Artaud discusses the way he envisions how theater should be. He, similar to Brecht, in a way feels like theater is just fed to us; it is too easy on our senses. Writers are almost insulting our senses by giving us such light plays, and Artaud retaliates, saying that we need harsher theater. If no one else will create this form of theater, then he must. And he does. He calls his form the Theatre of Cruelty.

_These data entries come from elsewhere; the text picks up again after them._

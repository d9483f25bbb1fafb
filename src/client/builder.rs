// self
use crate::{
	_prelude::*,
	auth::OAuth2Credentials,
	client::{ClientSettings, ConfigClient},
	error::ConfigError,
	http::{RequestOptions, Transport},
	oauth::TokenProvider,
	template::{Identity, UrlTemplate},
};

/// Builder for [`ConfigClient`] values.
#[derive(Clone)]
pub struct ConfigClientBuilder {
	/// Settings the client will be constructed from.
	pub settings: ClientSettings,
	/// Options applied to the token exchange performed by [`build`](Self::build).
	pub token_options: RequestOptions,
	transport: Option<Arc<dyn Transport>>,
}
impl ConfigClientBuilder {
	/// Creates a builder seeded with default settings for `app_name`.
	pub fn new(app_name: impl Into<String>) -> Self {
		Self::from_settings(ClientSettings::new(app_name))
	}

	/// Creates a builder from existing settings.
	pub fn from_settings(settings: ClientSettings) -> Self {
		Self { settings, token_options: RequestOptions::default(), transport: None }
	}

	/// Sets the active profile.
	pub fn profile(mut self, profile: impl Into<String>) -> Self {
		self.settings.profile = profile.into();

		self
	}

	/// Sets the repository branch.
	pub fn branch(mut self, branch: impl Into<String>) -> Self {
		self.settings.branch = branch.into();

		self
	}

	/// Sets the config server base URL.
	pub fn address(mut self, address: impl Into<String>) -> Self {
		self.settings.address = address.into();

		self
	}

	/// Overrides the configuration URL template.
	pub fn url(mut self, template: impl Into<UrlTemplate>) -> Self {
		self.settings.url = template.into();

		self
	}

	/// Sets the fail-fast policy.
	pub fn fail_fast(mut self, fail_fast: bool) -> Self {
		self.settings.fail_fast = fail_fast;

		self
	}

	/// Enables OAuth2 client-credentials authentication.
	pub fn oauth2(mut self, credentials: OAuth2Credentials) -> Self {
		self.settings.oauth2 = Some(credentials);

		self
	}

	/// Sets the options used for the token exchange.
	pub fn token_options(mut self, options: RequestOptions) -> Self {
		self.token_options = options;

		self
	}

	/// Uses a caller-provided transport instead of the default one.
	pub fn transport(mut self, transport: Arc<dyn Transport>) -> Self {
		self.transport = Some(transport);

		self
	}

	/// Builds the client, performing the token exchange when OAuth2 is configured.
	///
	/// Token exchange failures are returned to the caller regardless of the fail-fast
	/// policy. No configuration is fetched here.
	pub fn build(self) -> Result<ConfigClient> {
		let Self { settings, token_options, transport } = self;

		if settings.app_name.trim().is_empty() {
			return Err(ConfigError::MissingAppName.into());
		}

		let transport = match transport {
			Some(transport) => transport,
			None => default_transport()?,
		};
		let url = settings.url.resolve(&Identity {
			address: &settings.address,
			branch: &settings.branch,
			profile: &settings.profile,
			app_name: &settings.app_name,
		});
		let (token_provider, token) = match &settings.oauth2 {
			Some(credentials) => {
				let provider = TokenProvider::new(credentials)?;
				let token = provider.acquire_token(transport.as_ref(), &token_options)?;

				(Some(provider), Some(token))
			},
			None => (None, None),
		};

		Ok(ConfigClient::from_parts(settings, url, transport, token_provider, token, token_options))
	}
}
impl Debug for ConfigClientBuilder {
	fn fmt(&self, f: &mut Formatter) -> FmtResult {
		f.debug_struct("ConfigClientBuilder")
			.field("settings", &self.settings)
			.field("token_options", &self.token_options)
			.field("custom_transport", &self.transport.is_some())
			.finish()
	}
}

#[cfg(feature = "reqwest")]
fn default_transport() -> Result<Arc<dyn Transport>> {
	Ok(Arc::new(crate::http::ReqwestTransport::default()))
}

#[cfg(not(feature = "reqwest"))]
fn default_transport() -> Result<Arc<dyn Transport>> {
	Err(ConfigError::MissingTransport.into())
}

Before attempting to get an idea of his form, it is helpful to first understand what he means by “cruelty.” A quote from Wikipedia states, “The Theatre of Cruelty aimed to hurl the spectator into the centre of the action, forcing them to engage with the performance on an instinctive level. For Artaud, this was a cruel, yet necessary act upon the spectator designed to shock them out of their complacency” (Wikipedia) To follow up on this, Lee Jamieson explains that “Artaud sought to remove aesthetic distance, bringing the audience into direct contact with the dangers of life. By turning theatre into a place where the spectator is exposed rather than protected, Artaud was committing an act of cruelty upon them” (Wikipedia). Artaud basically wants to make theater more realistic and involve the audience, pulling them right into the play with images and sounds. The same article says, “In one production that he did about the plague he used sounds so realistic that some members of the audience were sick in the middle of the performance.” This starts to clear things up a little more. Artaud wants theater to be so powerful, so realistic, and so inclusive that it could cause people to get sick and/or leave the auditorium. In an attempt to project this explanation in a more concrete manner, here is a short, cruel clip from a film titled Un Chien Andalou by Salvador Dali and Luis Buñuel ([1:22] Un Chien Andalou).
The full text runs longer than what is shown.